#### Supplied information ####

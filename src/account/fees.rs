use std::fmt;

use bitcoin::Amount;
use serde::{Deserialize, Serialize};

/// Confirmation-speed tier of a fee estimate, cheapest first.
#[derive(Clone, Copy, Debug, PartialEq, Eq, Serialize, Deserialize)]
#[serde(rename_all = "lowercase")]
pub enum FeeTargetCode {
    Economy,
    Low,
    Normal,
    High,
}

impl fmt::Display for FeeTargetCode {
    fn fmt(&self, f: &mut fmt::Formatter<'_>) -> fmt::Result {
        let name = match self {
            FeeTargetCode::Economy => "economy",
            FeeTargetCode::Low => "low",
            FeeTargetCode::Normal => "normal",
            FeeTargetCode::High => "high",
        };
        f.write_str(name)
    }
}

pub const DEFAULT_FEE_TARGET: FeeTargetCode = FeeTargetCode::Normal;

/// One entry of the account's fee table: confirmation within `blocks`
/// blocks at `fee_rate_per_kb`, which stays `None` until the first
/// successful estimate.
#[derive(Clone, Copy, Debug, PartialEq, Eq)]
pub struct FeeTarget {
    pub blocks: u16,
    pub code: FeeTargetCode,
    pub fee_rate_per_kb: Option<Amount>,
}

/// The account's fee table. Must stay sorted by ascending tier; consumers
/// rely on that order.
pub fn default_targets() -> Vec<FeeTarget> {
    vec![
        FeeTarget {
            blocks: 25,
            code: FeeTargetCode::Economy,
            fee_rate_per_kb: None,
        },
        FeeTarget {
            blocks: 10,
            code: FeeTargetCode::Low,
            fee_rate_per_kb: None,
        },
        FeeTarget {
            blocks: 5,
            code: FeeTargetCode::Normal,
            fee_rate_per_kb: None,
        },
        FeeTarget {
            blocks: 2,
            code: FeeTargetCode::High,
            fee_rate_per_kb: None,
        },
    ]
}

/// Filter the table for presentation: targets without an estimate are
/// dropped, and when several targets collide on the same rate only the
/// cheapest tier is kept (paying the same rate buys the same confirmation
/// speed, so the more urgent label is redundant). The result is in
/// ascending tier order with strictly increasing rates.
///
/// The default is [`DEFAULT_FEE_TARGET`] when it survived the filter, the
/// cheapest retained tier otherwise, and `None` on an empty result.
pub fn filter_targets(targets: &[FeeTarget]) -> (Vec<FeeTarget>, Option<FeeTargetCode>) {
    let mut retained: Vec<FeeTarget> = Vec::new();
    for (index, target) in targets.iter().enumerate().rev() {
        let rate = match target.fee_rate_per_kb {
            Some(rate) => rate,
            None => continue,
        };
        let collides_with_cheaper = targets[..index]
            .iter()
            .any(|cheaper| cheaper.fee_rate_per_kb == Some(rate));
        if collides_with_cheaper {
            continue;
        }
        retained.push(*target);
    }
    retained.reverse();

    let default = if retained
        .iter()
        .any(|target| target.code == DEFAULT_FEE_TARGET)
    {
        Some(DEFAULT_FEE_TARGET)
    } else {
        retained.first().map(|target| target.code)
    };
    (retained, default)
}

#[cfg(test)]
mod tests {
    use super::*;

    fn table(rates: [Option<u64>; 4]) -> Vec<FeeTarget> {
        let mut targets = default_targets();
        for (target, rate) in targets.iter_mut().zip(rates) {
            target.fee_rate_per_kb = rate.map(Amount::from_sat);
        }
        targets
    }

    #[test]
    fn drops_unestimated_targets_and_colliding_rates() {
        let (filtered, default) =
            filter_targets(&table([Some(100), Some(100), Some(250), None]));

        let codes: Vec<FeeTargetCode> = filtered.iter().map(|t| t.code).collect();
        assert_eq!(codes, vec![FeeTargetCode::Economy, FeeTargetCode::Normal]);
        let rates: Vec<u64> = filtered
            .iter()
            .map(|t| t.fee_rate_per_kb.unwrap().to_sat())
            .collect();
        assert_eq!(rates, vec![100, 250]);
        assert_eq!(default, Some(FeeTargetCode::Normal));
    }

    #[test]
    fn default_falls_back_to_the_cheapest_retained_tier() {
        let (filtered, default) = filter_targets(&table([Some(50), None, None, None]));

        assert_eq!(filtered.len(), 1);
        assert_eq!(filtered[0].code, FeeTargetCode::Economy);
        assert_eq!(default, Some(FeeTargetCode::Economy));
    }

    #[test]
    fn colliding_rate_keeps_the_cheaper_tier() {
        let (filtered, _) = filter_targets(&table([None, Some(120), Some(120), Some(300)]));

        let codes: Vec<FeeTargetCode> = filtered.iter().map(|t| t.code).collect();
        assert_eq!(codes, vec![FeeTargetCode::Low, FeeTargetCode::High]);
    }

    #[test]
    fn rates_are_strictly_increasing_in_tier_order() {
        let (filtered, _) =
            filter_targets(&table([Some(10), Some(20), Some(20), Some(500)]));

        for pair in filtered.windows(2) {
            assert!(pair[0].fee_rate_per_kb.unwrap() < pair[1].fee_rate_per_kb.unwrap());
        }
        let codes: Vec<FeeTargetCode> = filtered.iter().map(|t| t.code).collect();
        assert_eq!(
            codes,
            vec![FeeTargetCode::Economy, FeeTargetCode::Low, FeeTargetCode::High]
        );
    }

    #[test]
    fn empty_table_has_no_default() {
        let (filtered, default) = filter_targets(&table([None, None, None, None]));
        assert!(filtered.is_empty());
        assert_eq!(default, None);
    }
}
impl Ledger {
    fn load(dbtx: &dyn DatabaseTx) -> Result<Self> {
        let owned: HashSet<ScriptHashHex> = dbtx.owned_script_hashes()?.into_iter().collect();
        let entries = dbtx.all_txs().context("failed to load transactions")?;

        let by_txid = entries
            .iter()
            .enumerate()
            .map(|(index, (txid, _))| (*txid, index))
            .collect();
        let spent = entries
            .iter()
            .filter(|(_, entry)| !entry.abandoned)
            .flat_map(|(_, entry)| entry.transaction.input.iter())
            .map(|input| input.previous_output)
            .collect();

        Ok(Self {
            entries,
            by_txid,
            owned,
            spent,
        })
    }

    fn resolve(&self, outpoint: &OutPoint) -> Option<&bitcoin::TxOut> {
        let index = self.by_txid.get(&outpoint.txid)?;
        self.entries[*index]
            .1
            .transaction
            .output
            .get(outpoint.vout as usize)
    }

    fn unspent_owned_outputs(&self, tip: u32) -> Vec<SpendableOutput> {
        let mut outputs = Vec::new();
        for (txid, entry) in &self.entries {
            if entry.abandoned {
                continue;
            }
            for (vout, output) in entry.transaction.output.iter().enumerate() {
                let script_hash = ScriptHashHex::from_script(&output.script_pubkey);
                if !self.owned.contains(&script_hash) {
                    continue;
                }
                let outpoint = OutPoint::new(*txid, vout as u32);
                if self.spent.contains(&outpoint) {
                    continue;
                }
                outputs.push(SpendableOutput {
                    outpoint,
                    value: output.value,
                    script_hash,
                    height: entry.height,
                    confirmed: entry.height.map_or(false, |height| height <= tip),
                });
            }
        }
        outputs
    }
}
//! Deterministic wallet account engine for Bitcoin-like UTXO chains.
//!
//! Given an extended public key, the [`account::Account`] engine discovers
//! every address the account has ever used (gap-limit scanning), keeps the
//! per-address histories in sync with an Electrum-model indexer, maintains
//! the resulting transaction set and balances in a durable store, and builds
//! signed transaction proposals at requested fee targets.
//!
//! The signing device ([`keystore::Keystore`]), the indexer transport
//! ([`blockchain::Blockchain`]), the header oracle ([`headers::Headers`]) and
//! the key-value store ([`db::Database`]) are boundaries; production
//! implementations are provided for the indexer ([`blockchain::electrum`])
//! and the store ([`db::sled`]).

pub mod account;
pub mod addresses;
pub mod blockchain;
pub mod db;
pub mod headers;
pub mod keystore;
pub mod synchronizer;
pub mod transactions;

pub use account::{Account, Event};
pub use transactions::Balance;

/// Number of unused receive addresses kept derived beyond the last used one.
pub const GAP_LIMIT: u32 = 20;

/// Gap limit of the change chain. Change addresses are only ever produced by
/// our own transactions, so a small window is sufficient.
pub const CHANGE_GAP_LIMIT: u32 = 6;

####

> [Task statement] Among the lines above, find those containing the word "const" and copy each.

> [Solved exercise]
pub const DEFAULT_FEE_TARGET: FeeTargetCode = FeeTargetCode::Normal;
pub const GAP_LIMIT: u32 = 20;
pub const CHANGE_GAP_LIMIT: u32 = 6;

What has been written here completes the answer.